- Full name: New Catholic Bible
- Other names: St. Joseph New Catholic Bible, New Catholic Version
- Abbreviation: NCB
- Language: Modern English
- NT published: 2015
- Complete Bible published: 2019
- Translation type: Formal equivalence, limited rephrase for readability
- Publisher: Catholic Book Publishing Corp.
- Webpage: catholicbookpublishing.com
- Genesis 1:1–3 In the beginning God created the heavens and the earth. The earth was formless and barren, and darkness covered the abyss while the Spirit of God hovered over the waters. God said, “Let there be light!” And there was light. John 3:16 For God so loved the world that he gave his only Son, so that everyone who believes in him may not perish but may attain eternal life.

= New Catholic Bible =

English translation of the Bible

The New Catholic Bible (NCB) is an English translation of the Bible, produced for the Catholic Book Publishing Corp. by a team of Scripture scholars under the direction of Rev. Jude Winkler, O.F.M. Conv., S.S.L.. It is the first original Bible translation commissioned by the publisher long known for its St. Joseph Edition of Catholic Bibles, wherefore it may also be known as the St. Joseph New Catholic Bible. Before the full Bible was completed in 2019, editions of the Book of Psalms (2002) and the New Testament (2015) were published separately under the translation's former name, New Catholic Version (NCV).

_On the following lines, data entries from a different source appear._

//! 撤销 handlers
//!
//! POST 消费栈顶快照并回放恢复命令；GET 只探测可用性，不消费。

use crate::AppState;
use crate::handlers::spaces::SpacePath;
use crate::utils::response::{space_not_found_error, state_error, undo_not_available_error};
use api_contract::{ApiResponse, UndoAvailabilityDto};
use axum::{
    Json,
    extract::{Path, State},
    http::StatusCode,
    response::{IntoResponse, Response},
};

/// 执行撤销（消费栈顶条目）
pub async fn trigger_undo(State(state): State<AppState>, Path(path): Path<SpacePath>) -> Response {
    match state.catalog.find_space(&path.space_id).await {
        Ok(Some(_)) => {}
        Ok(None) => return space_not_found_error(),
        Err(err) => return state_error(err.into()),
    }
    match state.undo_executor.execute(&path.space_id).await {
        Some(outcome) => (StatusCode::OK, Json(ApiResponse::success(outcome))).into_response(),
        None => undo_not_available_error(),
    }
}

/// 探测撤销可用性（不消费）
pub async fn peek_undo(State(state): State<AppState>, Path(path): Path<SpacePath>) -> Response {
    match state.catalog.find_space(&path.space_id).await {
        Ok(Some(_)) => {}
        Ok(None) => return space_not_found_error(),
        Err(err) => return state_error(err.into()),
    }
    let entry = state.undo.peek_entry(&path.space_id);
    let dto = UndoAvailabilityDto {
        available: entry.is_some(),
        entry,
    };
    (StatusCode::OK, Json(ApiResponse::success(dto))).into_response()
}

Containing the full 73-book Biblical canon recognized by the Catholic Church, including 7 deuterocanonical books, the New Catholic Bible was approved for publication bearing an imprimatur and nihil obstat from the Catholic Bishops' Conference of the Philippines, making the NCB acceptable for private use by Catholics. The translation is primarily a literal formal equivalence rendering of the original Biblical Hebrew and Greek; compared to other modern Catholic versions—particularly the New American Bible Revised Edition (NABRE)—the NCB translators sought to maintain a more lyrical, flowing style ideal for personal devotional reading and study.